To relax the second assumption, a javascript parser could be used instead of a regex e.g., slimit (suggested by #approximatenumber):
from slimit import ast # $ pip install slimit
from slimit.parser import Parser as JavascriptParser
from slimit.visitors import nodevisitor
soup = BeautifulSoup(html, 'html.parser')
tree = JavascriptParser().parse(soup.script.string)
obj = next(node.right for node in nodevisitor.visit(tree)
if (isinstance(node, ast.Assign) and
node.left.to_ecma() == 'window.blog.data'))
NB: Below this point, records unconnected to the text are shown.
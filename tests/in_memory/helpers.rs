//! Shared test helpers for in-memory integration tests.

use std::sync::Arc;

use mockable::DefaultClock;
use rstest::fixture;
use shipwright::{
    sprint::{
        adapters::{
            memory::{InMemoryIssueTracker, InMemorySyncLedger},
            retry::{RetryPolicy, RetryingTracker},
        },
        services::{SyncConfig, TaskSyncEngine},
    },
    workflow::{
        adapters::memory::{InMemoryWorkflowStateStore, StaticEvidence},
        domain::{Phase, PhaseOutputs},
        services::WorkflowEnforcer,
    },
};

/// Enforcer wired to in-memory adapters.
pub type MemoryEnforcer =
    WorkflowEnforcer<InMemoryWorkflowStateStore, StaticEvidence, DefaultClock>;

/// Sync engine wired to a retrying in-memory tracker.
pub type MemorySyncEngine =
    TaskSyncEngine<RetryingTracker<InMemoryIssueTracker>, InMemorySyncLedger>;

/// Sprint plan used across sync tests.
pub const PAYMENTS_PLAN: &str = r#"
sprint: payments-hardening
labels: ["sprint:payments"]
phases:
  - name: Infra
    status: in_progress
    tasks:
      - title: Add healthcheck
        description: Expose /healthz
        labels: ["priority:high"]
      - title: Wire alerts
        depends_on: [Add healthcheck]
  - name: Rollout
    status: pending
    tasks:
      - title: Enable in production
"#;

/// Enforcer plus the evidence source it consults.
pub struct EnforcerHarness {
    pub evidence: Arc<StaticEvidence>,
    pub enforcer: MemoryEnforcer,
}

/// Provides an enforcer whose evidence source confirms nothing yet.
#[fixture]
pub fn enforcer_harness() -> EnforcerHarness {
    let evidence = Arc::new(StaticEvidence::new());
    let enforcer = WorkflowEnforcer::new(
        Arc::new(InMemoryWorkflowStateStore::new()),
        Arc::clone(&evidence),
        Arc::new(DefaultClock),
    );
    EnforcerHarness { evidence, enforcer }
}

/// Sync engine plus the fake tracker behind it.
pub struct SyncHarness {
    pub tracker: Arc<InMemoryIssueTracker>,
    pub engine: MemorySyncEngine,
}

/// Provides a sync engine retrying transient failures without delay.
#[fixture]
pub fn sync_harness() -> SyncHarness {
    let tracker = Arc::new(InMemoryIssueTracker::new().with_starting_number(50));
    let engine = TaskSyncEngine::new(
        Arc::new(RetryingTracker::new(
            Arc::clone(&tracker),
            RetryPolicy::immediate(3),
        )),
        Arc::new(InMemorySyncLedger::new()),
        SyncConfig::default(),
    );
    SyncHarness { tracker, engine }
}

/// Returns outputs satisfying the local rules of `phase`.
#[must_use]
pub fn outputs_for(phase: Phase) -> PhaseOutputs {
    match phase {
        Phase::Investigation => PhaseOutputs::new().with("findings", "docs/findings.md"),
        Phase::Planning => PhaseOutputs::new()
            .with("task_breakdown", "docs/tasks.yaml")
            .with("execution_plan", "docs/plan.md"),
        Phase::Implementation => PhaseOutputs::new().with("branch", "feat/healthcheck"),
        Phase::Validation => PhaseOutputs::new()
            .with("tests_passed", true)
            .with("lint_passed", true),
        Phase::Publication => PhaseOutputs::new().with("published_ref", "pr/51"),
        Phase::Monitoring => PhaseOutputs::new().with("status", "merged"),
    }
}
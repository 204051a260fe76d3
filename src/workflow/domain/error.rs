//! Error types for workflow phase rules and domain parsing.

use super::{Phase, WorkItemId};
use thiserror::Error;

/// Rule violations raised while starting, completing or skipping a phase.
///
/// These are caller mistakes or incomplete work. They are never retried
/// automatically and always name the unmet condition.
#[derive(Debug, Clone, Error, PartialEq, Eq)]
pub enum PhaseRuleError {
    /// A prerequisite for the requested phase does not hold.
    #[error("work item {work_item_id}: {phase} prerequisite '{condition}' is not met")]
    Prerequisite {
        /// Work item the request targeted.
        work_item_id: WorkItemId,
        /// Phase that was requested.
        phase: Phase,
        /// Name of the unmet condition.
        condition: String,
    },

    /// A submitted output is missing, malformed or not backed by evidence.
    #[error("work item {work_item_id}: {phase} output '{output}' is invalid: {reason}")]
    OutputValidation {
        /// Work item the request targeted.
        work_item_id: WorkItemId,
        /// Phase being completed.
        phase: Phase,
        /// Name of the failing output requirement.
        output: String,
        /// Why the output was rejected.
        reason: String,
    },

    /// The phase cannot be skipped with the given justification.
    #[error("work item {work_item_id}: {phase} cannot be skipped: {reason}")]
    SkipNotAllowed {
        /// Work item the request targeted.
        work_item_id: WorkItemId,
        /// Phase the caller tried to skip.
        phase: Phase,
        /// Why the skip was refused.
        reason: String,
    },

    /// The phase was already completed or skipped with a different result.
    #[error("work item {work_item_id}: {phase} is already settled")]
    PhaseAlreadySettled {
        /// Work item the request targeted.
        work_item_id: WorkItemId,
        /// Phase that is already settled.
        phase: Phase,
    },
}

impl PhaseRuleError {
    /// Returns the phase the violation refers to.
    #[must_use]
    pub const fn phase(&self) -> Phase {
        match self {
            Self::Prerequisite { phase, .. }
            | Self::OutputValidation { phase, .. }
            | Self::SkipNotAllowed { phase, .. }
            | Self::PhaseAlreadySettled { phase, .. } => *phase,
        }
    }
}

/// Errors raised while constructing or reconstructing workflow values.
#[derive(Debug, Clone, Error, PartialEq, Eq)]
pub enum WorkflowDomainError {
    /// The work item identifier is empty or contains unsupported characters.
    #[error("invalid work item id '{0}', expected [A-Za-z0-9._-]+")]
    InvalidWorkItemId(String),

    /// A reconstructed workflow record violates the phase invariants.
    #[error("workflow record for {work_item_id} is inconsistent: {reason}")]
    Inconsistent {
        /// Work item whose record is inconsistent.
        work_item_id: WorkItemId,
        /// Description of the broken invariant.
        reason: String,
    },
}

/// Error returned while parsing a phase name.
#[derive(Debug, Clone, Error, PartialEq, Eq)]
#[error("unknown workflow phase: {0}")]
pub struct ParsePhaseError(pub String);
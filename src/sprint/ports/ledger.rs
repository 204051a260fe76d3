//! Persistence port for the per-sprint sync ledger.

use crate::sprint::domain::SyncLedger;
use async_trait::async_trait;
use std::sync::Arc;
use thiserror::Error;

/// Result type for ledger store operations.
pub type SyncLedgerResult<T> = Result<T, SyncLedgerError>;

/// Store of the ledger each sprint's sync passes hand to one another.
#[async_trait]
pub trait SyncLedgerStore: Send + Sync {
    /// Loads the ledger of `sprint`; an unknown sprint has an empty ledger.
    async fn load(&self, sprint: &str) -> SyncLedgerResult<SyncLedger>;

    /// Replaces the ledger of `sprint`.
    async fn save(&self, sprint: &str, ledger: &SyncLedger) -> SyncLedgerResult<()>;
}

/// Errors returned by ledger stores.
#[derive(Debug, Clone, Error)]
pub enum SyncLedgerError {
    /// The stored ledger is unreadable.
    #[error("corrupted sync ledger for sprint '{sprint}': {reason}")]
    Corrupted {
        /// Sprint whose ledger is corrupted.
        sprint: String,
        /// Description of the corruption.
        reason: String,
    },

    /// Persistence-layer failure.
    #[error("persistence error: {0}")]
    Persistence(Arc<dyn std::error::Error + Send + Sync>),
}

impl SyncLedgerError {
    /// Wraps a persistence error.
    pub fn persistence(err: impl std::error::Error + Send + Sync + 'static) -> Self {
        Self::Persistence(Arc::new(err))
    }
}
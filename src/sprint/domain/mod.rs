//! Domain model for sprint task synchronisation.

mod actions;
mod document;
mod error;
mod ids;
mod issue;
mod labels;
mod ledger;
mod model;

pub use actions::{SyncAction, SyncReport, SyncStage, SyncSubject};
pub use document::{SprintDocument, SprintDocumentError};
pub use error::SprintDomainError;
pub use ids::{TaskKey, TrackerId};
pub use issue::{IssueRecord, IssueState, NewIssue};
pub use labels::{LabelDiff, LabelPolicy, LabelVocabulary};
pub use ledger::SyncLedger;
pub use model::{PhaseStatus, SprintPhase, SprintTask, TaskModel};
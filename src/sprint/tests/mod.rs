//! Unit tests for sprint synchronisation.
//!
//! Tests are organised by concept: the plan model, label policy, YAML
//! documents, the retrying tracker decorator, the file-backed ledger and the
//! sync engine itself.

mod document_tests;
mod labels_tests;

use crate::sprint::domain::{PhaseStatus, SprintPhase, SprintTask, TaskModel};

/// Single-phase plan with one high-priority task.
fn healthcheck_plan(status: PhaseStatus) -> TaskModel {
    TaskModel::new("payments-hardening").with_phase(
        SprintPhase::new("Infra", status).with_task(
            SprintTask::new("Add healthcheck")
                .with_description("Expose /healthz")
                .with_labels(["priority:high"]),
        ),
    )
}
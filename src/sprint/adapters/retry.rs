//! Retrying decorator for issue tracker clients.
//!
//! Only transient failures (rate limits and timeouts) are retried, with a
//! capped exponential backoff. A rate limit that names its own wait is
//! honoured, up to the same cap.

use async_trait::async_trait;
use serde::{Deserialize, Serialize};
use std::future::Future;
use std::sync::Arc;
use std::time::Duration;

use crate::sprint::{
    domain::{IssueRecord, IssueState, NewIssue, TrackerId},
    ports::{IssueTrackerClient, TrackerResult},
};

/// Backoff settings for tracker calls.
#[derive(Debug, Clone, Copy, PartialEq, Eq, Serialize, Deserialize)]
#[serde(default)]
pub struct RetryPolicy {
    /// Total attempts per call, counting the first one.
    pub max_attempts: u32,
    /// Delay before the first retry.
    #[serde(with = "millis")]
    pub initial_delay: Duration,
    /// Upper bound for any single delay.
    #[serde(with = "millis")]
    pub max_delay: Duration,
    /// Factor applied to the delay after each retry.
    pub multiplier: u32,
}

impl Default for RetryPolicy {
    fn default() -> Self {
        Self {
            max_attempts: 3,
            initial_delay: Duration::from_millis(200),
            max_delay: Duration::from_secs(5),
            multiplier: 2,
        }
    }
}

impl RetryPolicy {
    /// Policy that makes exactly one attempt.
    #[must_use]
    pub fn no_retry() -> Self {
        Self {
            max_attempts: 1,
            ..Self::default()
        }
    }

    /// Policy for calls to a hosted tracker over the network.
    #[must_use]
    pub const fn network() -> Self {
        Self {
            max_attempts: 3,
            initial_delay: Duration::from_millis(500),
            max_delay: Duration::from_secs(30),
            multiplier: 2,
        }
    }

    /// Policy retrying without waiting, for tests and local fakes.
    #[must_use]
    pub const fn immediate(max_attempts: u32) -> Self {
        Self {
            max_attempts,
            initial_delay: Duration::ZERO,
            max_delay: Duration::ZERO,
            multiplier: 1,
        }
    }

    /// Returns the delay before retry number `retry` (starting at 1).
    #[must_use]
    pub fn delay_for_retry(&self, retry: u32) -> Duration {
        if retry == 0 {
            return Duration::ZERO;
        }
        let factor = self.multiplier.saturating_pow(retry - 1);
        self.initial_delay
            .saturating_mul(factor)
            .min(self.max_delay)
    }
}

mod millis {
    use serde::{Deserialize, Deserializer, Serializer};
    use std::time::Duration;

    pub(super) fn serialize<S: Serializer>(
        value: &Duration,
        serializer: S,
    ) -> Result<S::Ok, S::Error> {
        serializer.serialize_u64(u64::try_from(value.as_millis()).unwrap_or(u64::MAX))
    }

    pub(super) fn deserialize<'de, D: Deserializer<'de>>(
        deserializer: D,
    ) -> Result<Duration, D::Error> {
        u64::deserialize(deserializer).map(Duration::from_millis)
    }
}

/// Issue tracker decorator that retries transient failures.
#[derive(Debug, Clone)]
pub struct RetryingTracker<T: IssueTrackerClient> {
    inner: Arc<T>,
    policy: RetryPolicy,
}

impl<T: IssueTrackerClient> RetryingTracker<T> {
    /// Wraps `inner` with `policy`.
    #[must_use]
    pub const fn new(inner: Arc<T>, policy: RetryPolicy) -> Self {
        Self { inner, policy }
    }

    /// Returns the wrapped client.
    #[must_use]
    pub const fn inner(&self) -> &Arc<T> {
        &self.inner
    }

    async fn with_retry<R, F, Fut>(&self, operation: &'static str, mut call: F) -> TrackerResult<R>
    where
        F: FnMut() -> Fut + Send,
        Fut: Future<Output = TrackerResult<R>> + Send,
        R: Send,
    {
        let max_attempts = self.policy.max_attempts.max(1);
        let mut attempt = 1;
        loop {
            match call().await {
                Err(err) if err.is_transient() && attempt < max_attempts => {
                    let delay = err.retry_after().map_or_else(
                        || self.policy.delay_for_retry(attempt),
                        |wait| wait.min(self.policy.max_delay),
                    );
                    tracing::warn!(
                        operation,
                        attempt,
                        delay_ms = u64::try_from(delay.as_millis()).unwrap_or(u64::MAX),
                        error = %err,
                        "retrying tracker call"
                    );
                    if !delay.is_zero() {
                        tokio::time::sleep(delay).await;
                    }
                    attempt += 1;
                }
                result => return result,
            }
        }
    }
}

#[async_trait]
impl<T: IssueTrackerClient> IssueTrackerClient for RetryingTracker<T> {
    async fn create_issue(&self, issue: &NewIssue) -> TrackerResult<TrackerId> {
        self.with_retry("create_issue", || self.inner.create_issue(issue))
            .await
    }

    async fn get_issue(&self, tracker_id: &TrackerId) -> TrackerResult<Option<IssueRecord>> {
        self.with_retry("get_issue", || self.inner.get_issue(tracker_id))
            .await
    }

    async fn set_issue_state(
        &self,
        tracker_id: &TrackerId,
        state: IssueState,
    ) -> TrackerResult<()> {
        self.with_retry("set_issue_state", || {
            self.inner.set_issue_state(tracker_id, state)
        })
        .await
    }

    async fn add_labels(&self, tracker_id: &TrackerId, labels: &[String]) -> TrackerResult<()> {
        self.with_retry("add_labels", || self.inner.add_labels(tracker_id, labels))
            .await
    }

    async fn remove_labels(&self, tracker_id: &TrackerId, labels: &[String]) -> TrackerResult<()> {
        self.with_retry("remove_labels", || {
            self.inner.remove_labels(tracker_id, labels)
        })
        .await
    }

    async fn add_comment(&self, tracker_id: &TrackerId, body: &str) -> TrackerResult<()> {
        self.with_retry("add_comment", || self.inner.add_comment(tracker_id, body))
            .await
    }
}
# HACK: easy way to parse the javascript object literal
data = json.loads(obj.to_ecma()) # NOTE: json format may be slightly different
assert data['activity']['type'] == 'read'
There is no need to treat the object literal (obj) as a json object. To get the necessary info, obj can be visited recursively like other ast nodes. It would allow to support arbitrary javascript code (that can be parsed by slimit).
Something like this may work:
import re
HTML = """
<html>
<head>
...
<script type= "text/javascript">
window.blog.data = {"activity":
{"type":"read"}
};
...
</script>
</head>
<body>
...
</body>
</html>
"""
JSON = re.compile('window.blog.data = ({.*?});', re.DOTALL)
matches = JSON.search(HTML)
print matches.group(1)
I had a similar issue and ended up using selenium with phantomjs. It's a little hacky and I couldn't quite figure out the correct wait until method, but the implicit wait seems to work fine so far for me.
from selenium import webdriver
import json
import re
url = "http..."
driver = webdriver.PhantomJS(service_args=['--load-images=no'])
driver.set_window_size(1120, 550)
driver.get(url)
driver.implicitly_wait(1)
script_text = re.search(r'window\.blog\.data\s*=.*<\/script>', driver.page_source).group(0)
# split text based on first equal sign and remove trailing script tag and semicolon
json_text = script_text.split('=',1)[1].rstrip('</script>').strip().rstrip(';').strip()
# only care about first piece of json
json_text = json_text.split("};")[0] + "}"
data = json.loads(json_text)
driver.quit()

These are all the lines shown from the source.